REQUIREMENT →
Every line of the data that contains the string "decode" must be copied.

MATERIAL TO PROCESS →
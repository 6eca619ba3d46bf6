// crates/turbdiag-cli/src/cmd/inspect.rs

use clap::Args;
use turbdiag_core::format::grid::grid_id_hex;

use crate::io::grid_file;

#[derive(Args, Debug)]
pub struct InspectArgs {
    /// Input .tdg path (.tdg.zst is inflated first)
    #[arg(long)]
    pub r#in: String,
}

pub fn run(args: InspectArgs) -> anyhow::Result<()> {
    let f = grid_file::load_grid(&args.r#in)?;
    let s = f.summary();
    let [n1, n2, n3] = f.shape();

    println!("--- inspect ---");
    println!("file        = {}", args.r#in);
    println!("grid_ok     = true (magic + crc32 + blake3 verified)");
    println!("grid_id     = {}", grid_id_hex(&f)?);
    println!("shape       = {n1} x {n2} x {n3}");
    println!("unit        = {}", f.unit());
    println!("dimension   = {}", f.unit().dimension());
    match f.spacing() {
        Some(dx) => println!("dx          = {dx}"),
        None => println!("dx          = (none)"),
    }
    println!("min         = {}", s.min);
    println!("max         = {}", s.max);
    println!("mean        = {}", s.mean);
    println!("non_finite  = {}", s.non_finite);
    Ok(())
}
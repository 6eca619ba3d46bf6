// crates/turbdiag-cli/src/io/grid_file.rs

use std::io::Cursor;

use anyhow::{Context, Result};
use turbdiag_core::format::grid as grid_format;
use turbdiag_core::GridField;

const ZSTD_LEVEL: i32 = 3;

fn is_zst(path: &str) -> bool {
    path.ends_with(".zst")
}

/// Load a .tdg grid, inflating it first when the name ends in `.zst`.
pub fn load_grid(path: &str) -> Result<GridField> {
    let raw = std::fs::read(path).with_context(|| format!("read grid {path}"))?;
    let bytes = if is_zst(path) {
        zstd::stream::decode_all(Cursor::new(raw)).with_context(|| format!("zstd decode {path}"))?
    } else {
        raw
    };
    let field = grid_format::decode(&bytes).with_context(|| format!("decode grid {path}"))?;
    Ok(field)
}

/// Save a grid as .tdg (zstd-compressed when the name ends in `.zst`).
pub fn save_grid(path: &str, field: &GridField) -> Result<()> {
    let mut bytes = grid_format::encode(field).with_context(|| format!("encode grid {path}"))?;
    if is_zst(path) {
        bytes = zstd::stream::encode_all(Cursor::new(bytes), ZSTD_LEVEL)
            .with_context(|| format!("zstd encode {path}"))?;
    }
    std::fs::write(path, bytes).with_context(|| format!("write grid {path}"))?;
    Ok(())
}
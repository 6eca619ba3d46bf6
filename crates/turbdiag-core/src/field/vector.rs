// crates/turbdiag-core/src/field/vector.rs

use crate::error::{DiagError, Result};
use crate::field::grid::GridField;

/// Three grid components of a vector field.
///
/// Components must share one shape and one physical dimension; each keeps its
/// own unit so results can be handed back in the caller's units.
#[derive(Clone, Debug)]
pub struct VectorField3D {
    pub x: GridField,
    pub y: GridField,
    pub z: GridField,
}

impl VectorField3D {
    pub fn new(x: GridField, y: GridField, z: GridField) -> Result<Self> {
        let v = Self { x, y, z };
        v.validate()?;
        Ok(v)
    }

    pub fn validate(&self) -> Result<()> {
        self.x.ensure_same_shape(&self.y, "vector components x/y")?;
        self.x.ensure_same_shape(&self.z, "vector components x/z")?;
        let d = self.x.unit().dimension();
        for (name, c) in [("y", &self.y), ("z", &self.z)] {
            if c.unit().dimension() != d {
                return Err(DiagError::Unit(format!(
                    "vector component {name} has unit '{}', x has '{}'",
                    c.unit(),
                    self.x.unit()
                )));
            }
        }
        Ok(())
    }

    pub fn shape(&self) -> [usize; 3] {
        self.x.shape()
    }

    pub fn components(&self) -> [&GridField; 3] {
        [&self.x, &self.y, &self.z]
    }
}
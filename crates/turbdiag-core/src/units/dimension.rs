// crates/turbdiag-core/src/units/dimension.rs

use std::fmt;

/// Physical dimension as integer exponents of the CGS base units.
#[derive(Clone, Copy, Debug, Default, PartialEq, Eq, Hash)]
pub struct Dimension {
    pub length: i8,
    pub mass: i8,
    pub time: i8,
}

impl Dimension {
    pub const NONE: Dimension = Dimension { length: 0, mass: 0, time: 0 };
    pub const LENGTH: Dimension = Dimension { length: 1, mass: 0, time: 0 };
    pub const MASS: Dimension = Dimension { length: 0, mass: 1, time: 0 };
    pub const TIME: Dimension = Dimension { length: 0, mass: 0, time: 1 };
    pub const VELOCITY: Dimension = Dimension { length: 1, mass: 0, time: -1 };
    pub const DENSITY: Dimension = Dimension { length: -3, mass: 1, time: 0 };

    pub fn is_dimensionless(self) -> bool {
        self == Self::NONE
    }

    /// Exponent-wise sum, `None` on `i8` overflow.
    pub fn checked_mul(self, o: Dimension) -> Option<Dimension> {
        Some(Dimension {
            length: self.length.checked_add(o.length)?,
            mass: self.mass.checked_add(o.mass)?,
            time: self.time.checked_add(o.time)?,
        })
    }

    pub fn checked_powi(self, e: i8) -> Option<Dimension> {
        Some(Dimension {
            length: self.length.checked_mul(e)?,
            mass: self.mass.checked_mul(e)?,
            time: self.time.checked_mul(e)?,
        })
    }
}

impl fmt::Display for Dimension {
    fn fmt(&self, f: &mut fmt::Formatter<'_>) -> fmt::Result {
        write!(f, "[L^{} M^{} T^{}]", self.length, self.mass, self.time)
    }
}
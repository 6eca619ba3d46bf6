// crates/turbdiag-core/src/units/quantity.rs

use std::fmt;

use crate::error::{DiagError, Result};
use crate::units::dimension::Dimension;
use crate::units::unit::Unit;

/// A scalar value with a unit.
#[derive(Clone, Debug, PartialEq)]
pub struct Quantity {
    pub value: f64,
    pub unit: Unit,
}

impl Quantity {
    pub fn new(value: f64, unit: Unit) -> Self {
        Self { value, unit }
    }

    /// Parse `"<number> <unit>"`, e.g. `"0.5 kpc"`. A bare number is dimensionless.
    pub fn parse(s: &str) -> Result<Self> {
        let s = s.trim();
        let (num, unit) = match s.split_once(char::is_whitespace) {
            Some((n, u)) => (n, u),
            None => (s, ""),
        };
        let value = num
            .parse::<f64>()
            .map_err(|_| DiagError::Unit(format!("bad quantity '{s}'")))?;
        Ok(Self {
            value,
            unit: Unit::parse(unit)?,
        })
    }

    pub fn to(&self, unit: &Unit) -> Result<Quantity> {
        let f = self.unit.conversion_factor(unit)?;
        Ok(Quantity {
            value: self.value * f,
            unit: unit.clone(),
        })
    }

    pub fn cgs(&self) -> Quantity {
        Quantity {
            value: self.value * self.unit.scale(),
            unit: self.unit.cgs(),
        }
    }

    /// Fails unless the quantity has the expected dimension.
    pub fn expect_dimension(&self, dim: Dimension, what: &str) -> Result<()> {
        if self.unit.dimension() != dim {
            return Err(DiagError::Unit(format!(
                "{what} must have dimension {dim}, got '{}' {}",
                self.unit,
                self.unit.dimension()
            )));
        }
        Ok(())
    }
}

impl fmt::Display for Quantity {
    fn fmt(&self, f: &mut fmt::Formatter<'_>) -> fmt::Result {
        if self.unit.symbol().is_empty() {
            write!(f, "{}", self.value)
        } else {
            write!(f, "{} {}", self.value, self.unit)
        }
    }
}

RESULT →
        zstd::stream::decode_all(Cursor::new(raw)).with_context(|| format!("zstd decode {path}"))?
    let field = grid_format::decode(&bytes).with_context(|| format!("decode grid {path}"))?;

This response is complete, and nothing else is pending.